The Sun Hangs Highest in the Sky

As the year progresses, the subtle changes of the seasons mark the many “gateless gates” we pass through. While often too minute to notice from day-to-day, nature offers us clues. In Fall, the world becomes radiant in the final brilliant colors of trees and grasses. In Winter, colors mute, the soil hardens, the air becomes crisp, the plum blossom blooms. Spring marks the slow reemergence of life from its frozen dormancy. And in Summer, the world is fully awake, bursting with life.

As the sun hangs highest overhead today, marking the Summer solstice in the Northern Hemisphere, I find myself sitting in my tearoom, enjoying the vibrancy of the day outside. This activity is also felt internally, as I feel full of energy and excitement, having just received a collection of tea samples from a tea farmer based in Wuyishan, China. The small, individually-wrapped packets, each contain a different tea, a veritable treasure trove of flavors, each expressing the slight effects the shifting of one season to the next has on the tea plant.

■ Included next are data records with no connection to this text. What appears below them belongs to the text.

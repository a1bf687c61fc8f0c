// Copyright (c) AlphaVelocity.
// All rights reserved.
//
// This source code is licensed under the license found in the
// LICENSE file in the root directory of this source tree.

pub mod accounts;
pub mod transactions;
pub mod liabilities;
pub mod bills;
pub mod budgets;
pub mod goals;
pub mod recurring;
pub mod settlements;
pub mod reports;
pub mod doctor;
pub mod settings;
// Copyright (c) 2025 Soumyadip Sarkar.
// All rights reserved.
//
// This source code is licensed under the license found in the
// LICENSE file in the root directory of this source tree.

//! Account store. Balances change only through ledger effects and settlement roll-forward.

use chrono::{DateTime, Utc};
use rusqlite::{params, Connection, OptionalExtension, Row};
use rust_decimal::Decimal;
use serde::Serialize;
use serde_json::json;

use crate::db::{is_constraint_violation, UnitOfWork};
use crate::engine::transactions::{effects_of, map_transaction, TX_COLUMNS};
use crate::error::{LedgerError, Result};
use crate::models::{Account, AccountType, Id};
use crate::sinks::{AuditAction, EntityKind, EntityRef};
use crate::utils::{decimal_at, parse_at};

pub(crate) const ACCOUNT_COLUMNS: &str = "id, owner, name, type, balance, opening_balance, is_active, last_settled_at, version, created_at";

#[derive(Debug, Clone)]
pub struct NewAccount {
    pub name: String,
    pub account_type: AccountType,
    pub opening_balance: Decimal,
}

/// Result of re-deriving a balance from the ledger.
#[derive(Debug, Clone, Serialize, PartialEq)]
pub struct BalanceCheck {
    pub account_id: Id,
    pub stored: Decimal,
    pub expected: Decimal,
    pub consistent: bool,
}

pub(crate) fn map_account(r: &Row<'_>) -> rusqlite::Result<Account> {
    Ok(Account {
        id: r.get(0)?,
        owner: r.get(1)?,
        name: r.get(2)?,
        account_type: parse_at(r, 3)?,
        balance: decimal_at(r, 4)?,
        opening_balance: decimal_at(r, 5)?,
        is_active: r.get(6)?,
        last_settled_at: r.get::<_, Option<DateTime<Utc>>>(7)?,
        version: r.get(8)?,
        created_at: r.get(9)?,
    })
}

pub fn create_account(uow: &mut UnitOfWork<'_>, owner: &str, new: NewAccount) -> Result<Account> {
    let name = new.name.trim();
    if name.is_empty() {
        return Err(LedgerError::invalid("account name is required"));
    }
    if new.opening_balance < Decimal::ZERO && !new.account_type.allows_negative() {
        return Err(LedgerError::invalid(format!(
            "{} accounts cannot open with a negative balance",
            new.account_type
        )));
    }
    let now = uow.now();
    let inserted = uow.execute(
        "INSERT INTO accounts(owner, name, type, balance, opening_balance, is_active, version, created_at)
         VALUES (?1, ?2, ?3, ?4, ?4, 1, 0, ?5)",
        params![
            owner,
            name,
            new.account_type.as_str(),
            new.opening_balance.to_string(),
            now
        ],
    );
    match inserted {
        Ok(_) => {}
        Err(e) if is_constraint_violation(&e) => {
            return Err(LedgerError::invalid(format!(
                "account '{}' already exists",
                name
            )));
        }
        Err(e) => return Err(e.into()),
    }
    let id = uow.last_insert_rowid();
    uow.audit(
        owner,
        AuditAction::AccountCreated,
        EntityRef::new(EntityKind::Account, id),
        json!({ "name": name, "type": new.account_type, "opening_balance": new.opening_balance }),
    );
    tracing::info!(owner, account_id = id, "account created");
    get_account(uow, owner, id)
}

pub fn find_account(conn: &Connection, id: Id) -> Result<Option<Account>> {
    let sql = format!("SELECT {} FROM accounts WHERE id=?1", ACCOUNT_COLUMNS);
    Ok(conn.query_row(&sql, params![id], map_account).optional()?)
}

/// Loads an account owned by `owner`; accounts of other owners read as missing.
pub fn get_account(conn: &Connection, owner: &str, id: Id) -> Result<Account> {
    match find_account(conn, id)? {
        Some(account) if account.owner == owner => Ok(account),
        _ => Err(LedgerError::not_found("account", id)),
    }
}

pub fn list_accounts(
    conn: &Connection,
    owner: &str,
    include_inactive: bool,
) -> Result<Vec<Account>> {
    let sql = format!(
        "SELECT {} FROM accounts WHERE owner=?1 AND (is_active=1 OR ?2) ORDER BY name",
        ACCOUNT_COLUMNS
    );
    let mut stmt = conn.prepare(&sql)?;
    let rows = stmt.query_map(params![owner, include_inactive], map_account)?;
    let mut data = Vec::new();
    for row in rows {
        data.push(row?);
    }
    Ok(data)
}

pub fn rename_account(
    uow: &mut UnitOfWork<'_>,
    owner: &str,
    id: Id,
    name: &str,
) -> Result<Account> {
    let account = get_account(uow, owner, id)?;
    let name = name.trim();
    if name.is_empty() {
        return Err(LedgerError::invalid("account name is required"));
    }
    match uow.execute(
        "UPDATE accounts SET name=?1 WHERE id=?2",
        params![name, id],
    ) {
        Ok(_) => {}
        Err(e) if is_constraint_violation(&e) => {
            return Err(LedgerError::invalid(format!(
                "account '{}' already exists",
                name
            )));
        }
        Err(e) => return Err(e.into()),
    }
    uow.audit(
        owner,
        AuditAction::AccountUpdated,
        EntityRef::new(EntityKind::Account, id),
        json!({ "name": { "before": account.name, "after": name } }),
    );
    get_account(uow, owner, id)
}

pub fn set_account_active(
    uow: &mut UnitOfWork<'_>,
    owner: &str,
    id: Id,
    active: bool,
) -> Result<Account> {
    let account = get_account(uow, owner, id)?;
    if account.is_active != active {
        uow.execute(
            "UPDATE accounts SET is_active=?1 WHERE id=?2",
            params![active, id],
        )?;
        uow.audit(
            owner,
            AuditAction::AccountUpdated,
            EntityRef::new(EntityKind::Account, id),
            json!({ "is_active": { "before": account.is_active, "after": active } }),
        );
    }
    get_account(uow, owner, id)
}

/// Applies a signed delta to an account inside the caller's unit of work. The row is
/// re-read here and written with a version compare-and-set.
pub(crate) fn apply_delta(uow: &UnitOfWork<'_>, account_id: Id, delta: Decimal) -> Result<Account> {
    let account = find_account(uow, account_id)?
        .ok_or_else(|| LedgerError::not_found("account", account_id))?;
    let next = account.balance + delta;
    if next < Decimal::ZERO && !account.account_type.allows_negative() {
        return Err(LedgerError::InsufficientBalance {
            account_id,
            available: account.balance,
            required: -delta,
        });
    }
    let changed = uow.execute(
        "UPDATE accounts SET balance=?1, version=version+1 WHERE id=?2 AND version=?3",
        params![next.to_string(), account_id, account.version],
    )?;
    if changed != 1 {
        return Err(LedgerError::Conflict(format!("account {}", account_id)));
    }
    Ok(Account {
        balance: next,
        version: account.version + 1,
        ..account
    })
}

/// Sets the opening balance after a settlement and stamps the settlement time.
pub(crate) fn roll_forward(
    uow: &UnitOfWork<'_>,
    account_id: Id,
    opening_balance: Decimal,
    settled_at: DateTime<Utc>,
) -> Result<()> {
    let changed = uow.execute(
        "UPDATE accounts SET opening_balance=?1, last_settled_at=?2, version=version+1 WHERE id=?3",
        params![opening_balance.to_string(), settled_at, account_id],
    )?;
    if changed != 1 {
        return Err(LedgerError::not_found("account", account_id));
    }
    Ok(())
}

/// Recomputes `opening_balance + effects of unsettled, non-template transactions` and
/// compares it with the stored balance.
pub fn verify_account_balance(conn: &Connection, owner: &str, id: Id) -> Result<BalanceCheck> {
    let account = get_account(conn, owner, id)?;
    let sql = format!(
        "SELECT {} FROM transactions
         WHERE (account_id=?1 OR to_account_id=?1) AND is_settled=0 AND recurring IS NULL",
        TX_COLUMNS
    );
    let mut stmt = conn.prepare(&sql)?;
    let rows = stmt.query_map(params![id], map_transaction)?;
    let mut expected = account.opening_balance;
    for row in rows {
        let txn = row?;
        for effect in effects_of(&txn) {
            if effect.account_id == id {
                expected += effect.delta;
            }
        }
    }
    Ok(BalanceCheck {
        account_id: id,
        stored: account.balance,
        expected,
        consistent: expected == account.balance,
    })
}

Today, celebrating the solstice, I opt for a coppery 肉桂 Ròuguì, the name of which literally translates to “cinnamon”. While I will be brewing the tea hot, the effects of drinking it at the peak of Summer will be slightly cooling.

This desire to evoke a sense of “coolness” is revealed in my choice of teaware. An antique porcelain 宝瓶 hōhin (handless teapot) with a touch of 金継ぎ kintsugi (gold lacquer repair). To measure-out the tea leaves, I select an antique 白铜 báitóng (“white copper”) scoop in the shape of a banana leaf. To serve, I select a set of four blue-and-white cups from 景德镇 Jǐngdézhèn, each of which containing a vista reflective of a season. Spring and Summer.

Fall and Winter.

Warming each ceramic vessel, the water brings out their clean, porcelain sheen.

Placing the tea leaves atop the báitóng leaf, I admire their uniformity and the rich color they contain.

Placed into the warm hōhin, the twisted leaves release a soft, complex flavor. Notes of spices and cacao fill the air.

Pouring hot water over the leaves only intensifies the aroma.

Once fully steeped, I slowly issue-out the amber liqueur into each cup. Enjoying the deep color, matched with the swirling, nuanced fragrance of tea brings pause to my busy day and a cool calm to the heat of Summer.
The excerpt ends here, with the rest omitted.